Obesisty and Metabolic Diseases
In the obesity and metabolic disease research front, we were one of the first in the world proposing the modulation of adipose vasculature for treating obesity, diabetes and other metabolic diseases. We have identified several novel molecular players that mediate the crosstalk between the vasculature and adipocytes. Using physiological cold exposure as an experimental tool, we have found that angiogenic vessels are crucial for controlling the metabolic status of adipocytes (Figure2 left: Vascular functions in adipose) Augmenting adipose angiogenesis can switch the white fat to become brown-like fat (browning fat). Moreover, we are able to make the most harmful visceral white fat to be metabolically beneficial browning fat, which helps to dissipate energy, leading to improvement of insulin sensitivity and metabolic dysfunctions in obese animals. We discovered novel mechanisms of vascular autocrine, paracrine and endocrine regulatory mechanisms for regulation of adipose tissue functions. Targeting angiogenesis has become a very exciting approach for treatment of obesity, diabetes, other metabolic diseases, their complications (Figure 3). We continue to work and lead this interesting research area. WE strongly believe that our findings will pave new avenues for developing novel therapeutics for treatment of obesity, diabetes and their complications.

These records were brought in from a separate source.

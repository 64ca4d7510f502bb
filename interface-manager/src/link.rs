// SPDX-License-Identifier: Apache-2.0
// Copyright Open Network Fabric Authors

//! Observed network interfaces and the operations common to all of them.

use crate::errors::{DataplaneError, Kind, NetlinkContext, Op, is_errno};
use crate::netns::Netns;
use crate::{Changes, Manager};
use futures::{TryStream, TryStreamExt};
use nix::errno::Errno;
use rtnetlink::LinkUnspec;
use rtnetlink::packet_route::link::{
    InfoBridgePort, InfoData, InfoKind, InfoPortData, InfoVrf, InfoVxlan, LinkAttribute,
    LinkFlags, LinkInfo, LinkMessage,
};
use std::net::IpAddr;
use std::os::fd::AsRawFd;
use tracing::debug;

/// The vxlan attributes we manage.
#[derive(Clone, Debug, Default, PartialEq, Eq)]
pub struct VxlanInfo {
    pub vni: Option<u32>,
    pub port: Option<u16>,
    pub learning: Option<bool>,
    pub local: Option<IpAddr>,
    /// Index of the egress device.
    pub dev: Option<u32>,
}

#[derive(Clone, Debug, PartialEq, Eq)]
pub enum LinkKind {
    Veth,
    Bridge,
    Vrf { table: Option<u32> },
    Vxlan(VxlanInfo),
    Dummy,
    Other,
}

/// A network interface as reported by the kernel.
#[derive(Clone, Debug, PartialEq, Eq)]
pub struct Link {
    pub index: u32,
    pub name: String,
    pub kind: LinkKind,
    pub up: bool,
    pub controller: Option<u32>,
    /// For a veth, the index of its peer, in the namespace given by `peer_netnsid`.
    pub peer: Option<u32>,
    /// Set when the peer lives in another namespace.
    pub peer_netnsid: Option<i32>,
    /// Neighbor suppression on a bridge port.
    pub neigh_suppress: Option<bool>,
}

impl Link {
    #[must_use]
    pub fn is_veth(&self) -> bool {
        self.kind == LinkKind::Veth
    }
    #[must_use]
    pub fn is_bridge(&self) -> bool {
        self.kind == LinkKind::Bridge
    }
    #[must_use]
    pub fn is_dummy(&self) -> bool {
        self.kind == LinkKind::Dummy
    }
    #[must_use]
    pub fn vrf_table(&self) -> Option<u32> {
        match self.kind {
            LinkKind::Vrf { table } => table,
            _ => None,
        }
    }
    #[must_use]
    pub fn is_vrf(&self) -> bool {
        matches!(self.kind, LinkKind::Vrf { .. })
    }
    #[must_use]
    pub fn vxlan(&self) -> Option<&VxlanInfo> {
        match &self.kind {
            LinkKind::Vxlan(info) => Some(info),
            _ => None,
        }
    }
}

fn parse_vxlan(attrs: &[InfoVxlan]) -> VxlanInfo {
    let mut info = VxlanInfo::default();
    for attr in attrs {
        match attr {
            InfoVxlan::Id(vni) => info.vni = Some(*vni),
            InfoVxlan::Port(port) => info.port = Some(*port),
            InfoVxlan::Learning(learning) => info.learning = Some(*learning),
            InfoVxlan::Local(local) => info.local = Some(IpAddr::V4(*local)),
            InfoVxlan::Local6(local) => info.local = Some(IpAddr::V6(*local)),
            InfoVxlan::Link(dev) => info.dev = Some(*dev),
            _ => {}
        }
    }
    info
}

impl TryFrom<&LinkMessage> for Link {
    type Error = u32;

    /// Fails, returning the interface index, if the message carries no name.
    fn try_from(message: &LinkMessage) -> Result<Self, Self::Error> {
        let index = message.header.index;
        let mut name = None;
        let mut kind = LinkKind::Other;
        let mut controller = None;
        let mut peer = None;
        let mut peer_netnsid = None;
        let mut neigh_suppress = None;
        let mut vrf_table = None;
        let mut vxlan = None;

        for attr in &message.attributes {
            match attr {
                LinkAttribute::IfName(n) => name = Some(n.clone()),
                LinkAttribute::Controller(c) => controller = Some(*c),
                LinkAttribute::Link(p) => peer = Some(*p),
                LinkAttribute::LinkNetNsId(id) => peer_netnsid = Some(*id),
                LinkAttribute::LinkInfo(infos) => {
                    for info in infos {
                        match info {
                            LinkInfo::Kind(k) => {
                                kind = match k {
                                    InfoKind::Veth => LinkKind::Veth,
                                    InfoKind::Bridge => LinkKind::Bridge,
                                    InfoKind::Vrf => LinkKind::Vrf { table: None },
                                    InfoKind::Vxlan => LinkKind::Vxlan(VxlanInfo::default()),
                                    InfoKind::Dummy => LinkKind::Dummy,
                                    _ => LinkKind::Other,
                                }
                            }
                            LinkInfo::Data(InfoData::Vrf(data)) => {
                                vrf_table = data.iter().find_map(|d| match d {
                                    InfoVrf::TableId(t) => Some(*t),
                                    _ => None,
                                });
                            }
                            LinkInfo::Data(InfoData::Vxlan(data)) => {
                                vxlan = Some(parse_vxlan(data));
                            }
                            LinkInfo::PortData(InfoPortData::BridgePort(data)) => {
                                neigh_suppress = data.iter().find_map(|d| match d {
                                    InfoBridgePort::NeighSupress(on) => Some(*on),
                                    _ => None,
                                });
                            }
                            _ => {}
                        }
                    }
                }
                _ => {}
            }
        }
        // kind and data come in any order
        match &mut kind {
            LinkKind::Vrf { table } => *table = vrf_table,
            LinkKind::Vxlan(info) => *info = vxlan.unwrap_or_default(),
            _ => {}
        }
        Ok(Link {
            index,
            name: name.ok_or(index)?,
            kind,
            up: message.header.flags.contains(LinkFlags::Up),
            controller,
            peer,
            peer_netnsid,
            neigh_suppress,
        })
    }
}

async fn first_link<S>(mut request: S, name: &str) -> Result<Option<Link>, DataplaneError>
where
    S: TryStream<Ok = LinkMessage, Error = rtnetlink::Error> + Unpin,
{
    match request.try_next().await {
        Ok(Some(message)) => Ok(Link::try_from(&message).ok()),
        Ok(None) => Ok(None),
        Err(e) if is_errno(&e, Errno::ENODEV) => Ok(None),
        Err(e) => Err(e).context(Op::Lookup, Kind::Link, name),
    }
}

impl Manager<Link> {
    /// Look up a link by name.
    ///
    /// # Errors
    ///
    /// Fails on netlink errors other than the link not existing.
    pub async fn by_name(&self, name: &str) -> Result<Option<Link>, DataplaneError> {
        let request = self
            .handle
            .link()
            .get()
            .match_name(name.to_owned())
            .execute();
        first_link(request, name).await
    }

    /// Look up a link by index.
    ///
    /// # Errors
    ///
    /// Fails on netlink errors other than the link not existing.
    pub async fn by_index(&self, index: u32) -> Result<Option<Link>, DataplaneError> {
        let request = self.handle.link().get().match_index(index).execute();
        first_link(request, &format!("#{index}")).await
    }

    /// Look up a link by name and fail if it does not exist.
    ///
    /// # Errors
    ///
    /// [`DataplaneError::NotFound`] if there is no such link.
    pub async fn expect(&self, kind: Kind, name: &str) -> Result<Link, DataplaneError> {
        self.by_name(name)
            .await?
            .ok_or_else(|| DataplaneError::NotFound {
                kind,
                name: name.to_owned(),
            })
    }

    /// All the links of the namespace.
    ///
    /// # Errors
    ///
    /// Fails if the dump fails.
    pub async fn list(&self) -> Result<Vec<Link>, DataplaneError> {
        let mut request = self.handle.link().get().execute();
        let mut links = vec![];
        while let Some(message) = request
            .try_next()
            .await
            .context(Op::Lookup, Kind::Link, "*")?
        {
            match Link::try_from(&message) {
                Ok(link) => links.push(link),
                Err(index) => debug!("Ignoring nameless link #{index}"),
            }
        }
        Ok(links)
    }

    /// Delete a link. Deleting one leg of a veth deletes both.
    ///
    /// # Errors
    ///
    /// Fails if the kernel refuses.
    pub async fn remove(&self, link: &Link, kind: Kind) -> Result<Changes, DataplaneError> {
        debug!("Deleting {kind} {}", link.name);
        self.handle
            .link()
            .del(link.index)
            .execute()
            .await
            .context(Op::Delete, kind, &link.name)?;
        Ok(Changes::ONE)
    }

    /// Set a link administratively up, unless it already is.
    ///
    /// # Errors
    ///
    /// Fails if the kernel refuses.
    pub async fn set_up(&self, link: &Link, kind: Kind) -> Result<Changes, DataplaneError> {
        if link.up {
            return Ok(Changes::NONE);
        }
        self.handle
            .link()
            .set(LinkUnspec::new_with_index(link.index).up().build())
            .execute()
            .await
            .context(Op::Update, kind, &link.name)?;
        Ok(Changes::ONE)
    }

    /// Enslave a link to `controller`, unless it already is.
    ///
    /// # Errors
    ///
    /// Fails if the kernel refuses.
    pub async fn set_controller(
        &self,
        link: &Link,
        kind: Kind,
        controller: &Link,
    ) -> Result<Changes, DataplaneError> {
        if link.controller == Some(controller.index) {
            return Ok(Changes::NONE);
        }
        debug!("Setting {} as controller of {}", controller.name, link.name);
        self.handle
            .link()
            .set(
                LinkUnspec::new_with_index(link.index)
                    .controller(controller.index)
                    .build(),
            )
            .execute()
            .await
            .context(Op::Update, kind, &link.name)?;
        Ok(Changes::ONE)
    }

    /// Move a link to another namespace. The link loses its addresses and goes down.
    ///
    /// # Errors
    ///
    /// Fails if the kernel refuses.
    pub async fn move_to(
        &self,
        link: &Link,
        kind: Kind,
        netns: &Netns,
    ) -> Result<Changes, DataplaneError> {
        debug!("Moving {kind} {} to {}", link.name, netns.path().display());
        self.handle
            .link()
            .set(
                LinkUnspec::new_with_index(link.index)
                    .setns_by_fd(netns.file().as_raw_fd())
                    .build(),
            )
            .execute()
            .await
            .context(Op::Move, kind, &link.name)?;
        Ok(Changes::ONE)
    }
}

#[cfg(test)]
mod tests {
    use super::*;
    use pretty_assertions::assert_eq;
    use rtnetlink::packet_route::link::InfoPortKind;
    use rtnetlink::{LinkBridge, LinkVrf, LinkVxlan};
    use std::net::Ipv4Addr;

    #[test]
    fn parse_vrf() {
        let mut message = LinkVrf::new("red", 7).up().build();
        message.header.index = 12;
        message.header.flags = LinkFlags::Up;
        let link = Link::try_from(&message).unwrap();
        assert_eq!(link.index, 12);
        assert_eq!(link.name, "red");
        assert_eq!(link.vrf_table(), Some(7));
        assert!(link.up);
        assert!(!link.is_bridge());
    }

    #[test]
    fn parse_vxlan_port() {
        let mut message = LinkVxlan::new("vni100", 100)
            .set_info_data(InfoData::Vxlan(vec![
                InfoVxlan::Id(100),
                InfoVxlan::Port(4789),
                InfoVxlan::Learning(false),
                InfoVxlan::Local(Ipv4Addr::new(100, 65, 0, 1)),
                InfoVxlan::Link(3),
            ]))
            .build();
        message.header.index = 20;
        message.attributes.push(LinkAttribute::Controller(9));
        message.attributes.push(LinkAttribute::LinkInfo(vec![
            LinkInfo::PortKind(InfoPortKind::Bridge),
            LinkInfo::PortData(InfoPortData::BridgePort(vec![InfoBridgePort::NeighSupress(
                true,
            )])),
        ]));
        let link = Link::try_from(&message).unwrap();
        assert_eq!(
            link.vxlan(),
            Some(&VxlanInfo {
                vni: Some(100),
                port: Some(4789),
                learning: Some(false),
                local: Some(IpAddr::V4(Ipv4Addr::new(100, 65, 0, 1))),
                dev: Some(3),
            })
        );
        assert_eq!(link.controller, Some(9));
        assert_eq!(link.neigh_suppress, Some(true));
        assert!(!link.up);
    }

    #[test]
    fn nameless_links_are_rejected() {
        let mut message = LinkBridge::new("br1").build();
        message
            .attributes
            .retain(|a| !matches!(a, LinkAttribute::IfName(_)));
        message.header.index = 5;
        assert_eq!(Link::try_from(&message), Err(5));
    }
}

Angiogenesis and other diseases
Our other research programs include therapeutic angiogenesis for treating cardiovascular disease, especially after myocardial infarction. We have developed a novel regimen of combination therapy targeting both angiogenesis and arteriogenesis. We have also developed novel therapeutics that target vasculatures, fibrosis, and inflammation for treating eye diseases including age-related macular disease (AMD) and glaucoma.. These novel therapeutics are ready for early clinical trials and preclinical studies demonstrated exciting therapeutic efficacy.
Targeting angiogenesis for the treatment of obesisty, diabetes and other metabolic diseases
In our research, we employ interdisciplinary experimental approaches to tackle clinically relevant unmet medical problems. We have created an exciting international environment for young scientists with different nationalities to work together. We welcome talented young scientists, postdoctoral fellows, Ph.D. students, and visiting scientists to join our team to work on these exciting research programs.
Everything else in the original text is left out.